Broadcasting & Cable's John Eggerton (@eggerton) reports that the FCC has closed its review of the thousands of indecency complaints filed with the Commission after Stephen Colbert's "colorful criticisms" of President Trump. As Mr. Eggerton puts it, the agency's action closing the investigation was not surprising, "though the speed with which it reached that conclusion was noteworthy."
Here is what the FCC said:
"The FCC received thousands of complaints about the May 1 broadcast of The Late Show With Stephen Colbert. Consistent with standard operating procedure, the FCC's Enforcement Bureau has reviewed the complaints and the material that was the subject of these complaints," said an FCC spokesperson. "The Bureau has concluded that there was nothing actionable under the FCC's rules."
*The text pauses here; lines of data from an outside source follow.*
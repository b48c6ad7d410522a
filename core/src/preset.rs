use std::fs;
use std::path::Path;
use log::*;
use crate::address;
use crate::codec::{codec, FieldMap};
use crate::config::*;
use crate::error::{PresetError, Result};
use crate::model::{Bank, ControlClass, Model, Transport};
use crate::str_encoder::StrEncoder;

/// Preset metadata as shown in the header of a dump
#[derive(Clone, Debug, PartialEq)]
pub struct Meta {
    pub model: Model,
    pub name: String,
    /// 0-based
    pub number: u8,
}

/// One complete preset dump, including the SysEx framing bytes.
///
/// The buffer is never resized by edits; every accessor checks that the
/// bytes it needs are present and fails with `BufferTooShort` otherwise.
#[derive(Clone, Debug, Default, PartialEq)]
pub struct Preset {
    data: Vec<u8>,
}

impl Preset {
    pub fn new() -> Self {
        Self::default()
    }

    pub fn from_bytes<B: Into<Vec<u8>>>(bytes: B) -> Self {
        Preset { data: bytes.into() }
    }

    /// Replace the whole image
    pub fn load(&mut self, bytes: &[u8]) {
        self.data = bytes.to_vec();
    }

    pub fn raw(&self) -> &[u8] {
        &self.data
    }

    pub fn into_raw(self) -> Vec<u8> {
        self.data
    }

    pub fn len(&self) -> usize {
        self.data.len()
    }

    pub fn is_empty(&self) -> bool {
        self.data.is_empty()
    }

    /// True if the image is long enough to hold every control record
    pub fn is_complete(&self) -> bool {
        self.data.len() >= MIN_PRESET_SIZE
    }

    fn span(&self, addr: usize, len: usize) -> Result<&[u8]> {
        self.data.get(addr .. addr + len)
            .ok_or(PresetError::BufferTooShort { needed: addr + len, len: self.data.len() })
    }

    fn byte(&self, addr: usize) -> Result<u8> {
        self.span(addr, 1).map(|b| b[0])
    }

    // metadata

    pub fn model(&self) -> Result<Model> {
        self.byte(MODEL_ID_ADDR).map(Model::from_id)
    }

    pub fn name(&self) -> Result<String> {
        let encoder = StrEncoder::preset_name();
        self.span(PRESET_NAME_ADDR, encoder.len())?;
        Ok(encoder.str_from_buffer(&self.data))
    }

    pub fn set_name(&mut self, name: &str) -> Result<()> {
        StrEncoder::preset_name().str_to_buffer(name, &mut self.data)
    }

    /// 0-based preset number
    pub fn number(&self) -> Result<u8> {
        self.byte(PRESET_NUMBER_ADDR)
    }

    pub fn set_number(&mut self, number: usize) -> Result<()> {
        Self::check_number(number)?;
        self.span(PRESET_NUMBER_ADDR, 1)?;
        self.data[PRESET_NUMBER_ADDR] = number as u8;
        Ok(())
    }

    fn check_number(number: usize) -> Result<()> {
        if number >= PRESET_NUM {
            return Err(PresetError::out_of_range("preset number", number, 0, PRESET_NUM - 1));
        }
        Ok(())
    }

    pub fn meta(&self) -> Result<Meta> {
        Ok(Meta {
            model: self.model()?,
            name: self.name()?,
            number: self.number()?,
        })
    }

    /// Set name and number together. Both are validated before either
    /// is written.
    pub fn set_meta(&mut self, name: &str, number: usize) -> Result<()> {
        Self::check_number(number)?;
        if !name.is_ascii() {
            return Err(PresetError::invalid("name", format!("{:?} is not ASCII", name)));
        }
        self.span(PRESET_NAME_ADDR, PRESET_NAME_LENGTH)?;
        self.span(PRESET_NUMBER_ADDR, 1)?;

        self.set_name(name)?;
        self.set_number(number)
    }

    // controls

    /// Raw bytes of one control record
    pub fn record(&self, class: ControlClass, index: usize) -> Result<Vec<u8>> {
        let addr = address::offset(class, index)?;
        self.span(addr, class.layout().size).map(|r| r.to_vec())
    }

    pub fn control(&self, class: ControlClass, index: usize) -> Result<FieldMap> {
        let record = self.record(class, index)?;
        codec(class).decode(&record)
    }

    pub fn set_control(&mut self, class: ControlClass, index: usize, updates: &FieldMap) -> Result<()> {
        let addr = address::offset(class, index)?;
        let size = class.layout().size;
        let record = self.span(addr, size)?;
        let encoded = codec(class).encode(record, updates)?;
        if encoded.as_slice() != record {
            trace!("{} {}: {:02x?} -> {:02x?}", class, class.label(index), record, encoded);
        }
        self.data[addr .. addr + size].copy_from_slice(&encoded);
        Ok(())
    }

    pub fn control_at(&self, class: ControlClass, bank: Bank, slot: usize) -> Result<FieldMap> {
        self.control(class, address::index(class, bank, slot)?)
    }

    pub fn set_control_at(&mut self, class: ControlClass, bank: Bank, slot: usize, updates: &FieldMap) -> Result<()> {
        self.set_control(class, address::index(class, bank, slot)?, updates)
    }

    pub fn transport(&self, transport: Transport) -> Result<FieldMap> {
        self.control(ControlClass::Transport, address::transport_index(transport))
    }

    pub fn set_transport(&mut self, transport: Transport, updates: &FieldMap) -> Result<()> {
        self.set_control(ControlClass::Transport, address::transport_index(transport), updates)
    }

    // storage

    pub fn load_file<P: AsRef<Path>>(path: P) -> Result<Self> {
        let data = fs::read(path.as_ref())?;
        info!("Loaded {} bytes from {:?}", data.len(), path.as_ref());
        if data.len() < MIN_PRESET_SIZE {
            warn!("{:?} is shorter than a full preset ({} < {} bytes)",
                path.as_ref(), data.len(), MIN_PRESET_SIZE);
        }
        Ok(Preset::from_bytes(data))
    }

    pub fn save_file<P: AsRef<Path>>(&self, path: P) -> Result<()> {
        fs::write(path.as_ref(), &self.data)?;
        info!("Saved {} bytes to {:?}", self.data.len(), path.as_ref());
        Ok(())
    }
}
It's good that the FCC acted to close the investigation without further delay. Mr. Colbert's remarks may have been tasteless -- at least they were for my taste -- but they were not obscene and did not violate the Commission's indecency rules. Given that the Commission under Ajit Pai's leadership is looking, justifiably, to reduce unnecessary regulation in other areas, it would not have made sense to let the complaints sit at the agency as some sort of sword of Damocles that might have the effect of chilling free speech.
Many of the FCC's existing program access, "must carry," media ownership, and like regulations are problematical under the First Amendment's free speech guarantee. No need for the agency to raise First Amendment questions by going down a rabbit hole chasing an indecency complaint that is not actionable.